■ **INPUT FOR THIS TASK**:
━━━━━━
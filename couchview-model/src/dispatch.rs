//! Runs a named view for a model and shapes the response.
//!
//! Output shape is decided by the request alone:
//! - `reduce` requested: raw output, the reduced value unless grouped
//! - `raw`, or `include_docs` explicitly false: the store rows
//! - otherwise: documents are included in the one query and each non-null
//!   document is materialized in row order

use crate::catalog::ModelViews;
use crate::error::{ModelError, ModelResult};
use crate::query::{Lookup, ViewItem, ViewOutput, ViewQuery};
use couchview_types::{Document, QueryParams, ViewResponse};
use serde_json::Value;
use tracing::debug;

/// Response shape chosen for one call.
enum Fetched {
    Rows(ViewResponse),
    Reduced(Value),
    Documents(ViewResponse),
}

async fn fetch(views: &ModelViews, name: &str, query: &ViewQuery) -> ModelResult<Fetched> {
    let conn = query
        .database
        .clone()
        .or_else(|| views.database())
        .ok_or_else(|| ModelError::NoDatabase {
            model: views.model().to_string(),
        })?;

    let definition = views
        .design()
        .definition(views.model(), name)
        .ok_or_else(|| ModelError::NotFound {
            model: views.model().to_string(),
            name: name.to_string(),
        })?;

    let mut params: QueryParams = query.params.clone();
    definition.defaults.apply(&mut params);

    let reducing = params.reduce == Some(true);
    if reducing && !definition.can_reduce() {
        return Err(ModelError::CannotReduce {
            name: name.to_string(),
        });
    }

    let hydrate = !(reducing || query.raw || params.include_docs == Some(false));
    if reducing {
        // Reduced rows have no document to include.
        params.include_docs = None;
    } else if hydrate {
        params.include_docs = Some(true);
    }

    debug!(
        "{}.{} on {} (reduce: {}, hydrate: {})",
        views.model(),
        name,
        conn.name(),
        reducing,
        hydrate
    );
    let response = views
        .design()
        .query(conn.as_ref(), views.model(), name, &params)
        .await?;

    Ok(if reducing && params.group != Some(true) {
        Fetched::Reduced(response.reduced_value())
    } else if hydrate {
        Fetched::Documents(response)
    } else {
        Fetched::Rows(response)
    })
}

/// Rows carrying a non-null document, in row order.
fn documents(response: ViewResponse) -> impl Iterator<Item = Document> {
    response
        .rows
        .into_iter()
        .filter_map(|row| row.doc.filter(|doc| !doc.is_null()).map(Document::new))
}

pub(crate) async fn view<M, F>(
    views: &ModelViews,
    name: &str,
    query: &ViewQuery,
    materialize: F,
) -> ModelResult<ViewOutput<M>>
where
    F: Fn(Document) -> ModelResult<M>,
{
    Ok(match fetch(views, name, query).await? {
        Fetched::Rows(response) => ViewOutput::Rows(response),
        Fetched::Reduced(value) => ViewOutput::Reduced(value),
        Fetched::Documents(response) => ViewOutput::Models(
            documents(response)
                .map(materialize)
                .collect::<ModelResult<Vec<M>>>()?,
        ),
    })
}

/// Like [`view`], handing each item to `consumer` instead of collecting.
/// Returns the number of items delivered.
pub(crate) async fn view_with<M, F, C>(
    views: &ModelViews,
    name: &str,
    query: &ViewQuery,
    materialize: F,
    mut consumer: C,
) -> ModelResult<usize>
where
    F: Fn(Document) -> ModelResult<M>,
    C: FnMut(ViewItem<M>),
{
    let mut delivered = 0;
    match fetch(views, name, query).await? {
        Fetched::Rows(response) => {
            for row in response.rows {
                consumer(ViewItem::Row(row));
                delivered += 1;
            }
        }
        Fetched::Reduced(Value::Null) => {}
        Fetched::Reduced(value) => {
            consumer(ViewItem::Reduced(value));
            delivered += 1;
        }
        Fetched::Documents(response) => {
            for doc in documents(response) {
                consumer(ViewItem::Model(materialize(doc)?));
                delivered += 1;
            }
        }
    }
    Ok(delivered)
}

/// Builds the `limit = 1` query behind `first_from_view`.
///
/// A key lookup is an exact match over `extra`, replacing any key `extra`
/// carries; a query lookup is used as given, keeping its own limit if it
/// sets one.
pub(crate) fn first_query(lookup: Lookup, extra: Option<&ViewQuery>) -> ViewQuery {
    let mut query = ViewQuery::new().limit(1);
    match lookup {
        Lookup::Key(key) => {
            if let Some(extra) = extra {
                if let Some(replaced) = &extra.params.key {
                    debug!("Lookup key {} replaces key {} of the extra query", key, replaced);
                }
                query.params.merge(&extra.params);
                query.raw = extra.raw;
                query.database.clone_from(&extra.database);
            }
            query.params.key = Some(key);
        }
        Lookup::Query(given) => {
            query.params.merge(&given.params);
            query.raw = given.raw;
            query.database = given.database;
        }
    }
    query
}

#[cfg(test)]
mod tests {
    use super::*;
    use serde_json::json;

    #[test]
    fn key_lookup_is_exact_match_with_limit() {
        let query = first_query(Lookup::from("Fred"), None);
        assert_eq!(query.params.key, Some(json!("Fred")));
        assert_eq!(query.params.limit, Some(1));
        assert!(!query.raw);
    }

    #[test]
    fn key_lookup_merges_extra() {
        let extra = ViewQuery::new().descending(true).limit(5).raw();
        let query = first_query(Lookup::from(json!(["a", 1])), Some(&extra));
        assert_eq!(query.params.key, Some(json!(["a", 1])));
        assert_eq!(query.params.descending, Some(true));
        assert_eq!(query.params.limit, Some(5));
        assert!(query.raw);
    }

    #[test]
    fn lookup_key_wins_over_extra_key() {
        let extra = ViewQuery::new().key("Barney").startkey("A");
        let query = first_query(Lookup::from("Fred"), Some(&extra));
        assert_eq!(query.params.key, Some(json!("Fred")));
        assert_eq!(query.params.startkey, Some(json!("A")));
        assert_eq!(extra.params.key, Some(json!("Barney")));
    }

    #[test]
    fn query_lookup_keeps_its_params() {
        let given = ViewQuery::new().startkey("b").endkey("c");
        let query = first_query(Lookup::from(given), None);
        assert_eq!(query.params.startkey, Some(json!("b")));
        assert_eq!(query.params.endkey, Some(json!("c")));
        assert_eq!(query.params.limit, Some(1));
        assert_eq!(query.params.key, None);
    }
}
━━━━━━
■ **ACTIVITY**:
Please output the complete data exactly.

■ **WORKED SOLUTION**:
filename couchview-model/src/dispatch.rs
//! Runs a named view for a model and shapes the response.
//!
//! Output shape is decided by the request alone:
//! - `reduce` requested: raw output, the reduced value unless grouped
//! - `raw`, or `include_docs` explicitly false: the store rows
//! - otherwise: documents are included in the one query and each non-null
//!   document is materialized in row order

use crate::catalog::ModelViews;
use crate::error::{ModelError, ModelResult};
use crate::query::{Lookup, ViewItem, ViewOutput, ViewQuery};
use couchview_types::{Document, QueryParams, ViewResponse};
use serde_json::Value;
use tracing::debug;

/// Response shape chosen for one call.
enum Fetched {
    Rows(ViewResponse),
    Reduced(Value),
    Documents(ViewResponse),
}

async fn fetch(views: &ModelViews, name: &str, query: &ViewQuery) -> ModelResult<Fetched> {
    let conn = query
        .database
        .clone()
        .or_else(|| views.database())
        .ok_or_else(|| ModelError::NoDatabase {
            model: views.model().to_string(),
        })?;

    let definition = views
        .design()
        .definition(views.model(), name)
        .ok_or_else(|| ModelError::NotFound {
            model: views.model().to_string(),
            name: name.to_string(),
        })?;

    let mut params: QueryParams = query.params.clone();
    definition.defaults.apply(&mut params);

    let reducing = params.reduce == Some(true);
    if reducing && !definition.can_reduce() {
        return Err(ModelError::CannotReduce {
            name: name.to_string(),
        });
    }

    let hydrate = !(reducing || query.raw || params.include_docs == Some(false));
    if reducing {
        // Reduced rows have no document to include.
        params.include_docs = None;
    } else if hydrate {
        params.include_docs = Some(true);
    }

    debug!(
        "{}.{} on {} (reduce: {}, hydrate: {})",
        views.model(),
        name,
        conn.name(),
        reducing,
        hydrate
    );
    let response = views
        .design()
        .query(conn.as_ref(), views.model(), name, &params)
        .await?;

    Ok(if reducing && params.group != Some(true) {
        Fetched::Reduced(response.reduced_value())
    } else if hydrate {
        Fetched::Documents(response)
    } else {
        Fetched::Rows(response)
    })
}

/// Rows carrying a non-null document, in row order.
fn documents(response: ViewResponse) -> impl Iterator<Item = Document> {
    response
        .rows
        .into_iter()
        .filter_map(|row| row.doc.filter(|doc| !doc.is_null()).map(Document::new))
}

pub(crate) async fn view<M, F>(
    views: &ModelViews,
    name: &str,
    query: &ViewQuery,
    materialize: F,
) -> ModelResult<ViewOutput<M>>
where
    F: Fn(Document) -> ModelResult<M>,
{
    Ok(match fetch(views, name, query).await? {
        Fetched::Rows(response) => ViewOutput::Rows(response),
        Fetched::Reduced(value) => ViewOutput::Reduced(value),
        Fetched::Documents(response) => ViewOutput::Models(
            documents(response)
                .map(materialize)
                .collect::<ModelResult<Vec<M>>>()?,
        ),
    })
}

/// Like [`view`], handing each item to `consumer` instead of collecting.
/// Returns the number of items delivered.
pub(crate) async fn view_with<M, F, C>(
    views: &ModelViews,
    name: &str,
    query: &ViewQuery,
    materialize: F,
    mut consumer: C,
) -> ModelResult<usize>
where
    F: Fn(Document) -> ModelResult<M>,
    C: FnMut(ViewItem<M>),
{
    let mut delivered = 0;
    match fetch(views, name, query).await? {
        Fetched::Rows(response) => {
            for row in response.rows {
                consumer(ViewItem::Row(row));
                delivered += 1;
            }
        }
        Fetched::Reduced(Value::Null) => {}
        Fetched::Reduced(value) => {
            consumer(ViewItem::Reduced(value));
            delivered += 1;
        }
        Fetched::Documents(response) => {
            for doc in documents(response) {
                consumer(ViewItem::Model(materialize(doc)?));
                delivered += 1;
            }
        }
    }
    Ok(delivered)
}

/// Builds the `limit = 1` query behind `first_from_view`.
///
/// A key lookup is an exact match over `extra`, replacing any key `extra`
/// carries; a query lookup is used as given, keeping its own limit if it
/// sets one.
pub(crate) fn first_query(lookup: Lookup, extra: Option<&ViewQuery>) -> ViewQuery {
    let mut query = ViewQuery::new().limit(1);
    match lookup {
        Lookup::Key(key) => {
            if let Some(extra) = extra {
                if let Some(replaced) = &extra.params.key {
                    debug!("Lookup key {} replaces key {} of the extra query", key, replaced);
                }
                query.params.merge(&extra.params);
                query.raw = extra.raw;
                query.database.clone_from(&extra.database);
            }
            query.params.key = Some(key);
        }
        Lookup::Query(given) => {
            query.params.merge(&given.params);
            query.raw = given.raw;
            query.database = given.database;
        }
    }
    query
}

#[cfg(test)]
mod tests {
    use super::*;
    use serde_json::json;

    #[test]
    fn key_lookup_is_exact_match_with_limit() {
        let query = first_query(Lookup::from("Fred"), None);
        assert_eq!(query.params.key, Some(json!("Fred")));
        assert_eq!(query.params.limit, Some(1));
        assert!(!query.raw);
    }

    #[test]
    fn key_lookup_merges_extra() {
        let extra = ViewQuery::new().descending(true).limit(5).raw();
        let query = first_query(Lookup::from(json!(["a", 1])), Some(&extra));
        assert_eq!(query.params.key, Some(json!(["a", 1])));
        assert_eq!(query.params.descending, Some(true));
        assert_eq!(query.params.limit, Some(5));
        assert!(query.raw);
    }

    #[test]
    fn lookup_key_wins_over_extra_key() {
        let extra = ViewQuery::new().key("Barney").startkey("A");
        let query = first_query(Lookup::from("Fred"), Some(&extra));
        assert_eq!(query.params.key, Some(json!("Fred")));
        assert_eq!(query.params.startkey, Some(json!("A")));
        assert_eq!(extra.params.key, Some(json!("Barney")));
    }

    #[test]
    fn query_lookup_keeps_its_params() {
        let given = ViewQuery::new().startkey("b").endkey("c");
        let query = first_query(Lookup::from(given), None);
        assert_eq!(query.params.startkey, Some(json!("b")));
        assert_eq!(query.params.endkey, Some(json!("c")));
        assert_eq!(query.params.limit, Some(1));
        assert_eq!(query.params.key, None);
    }
}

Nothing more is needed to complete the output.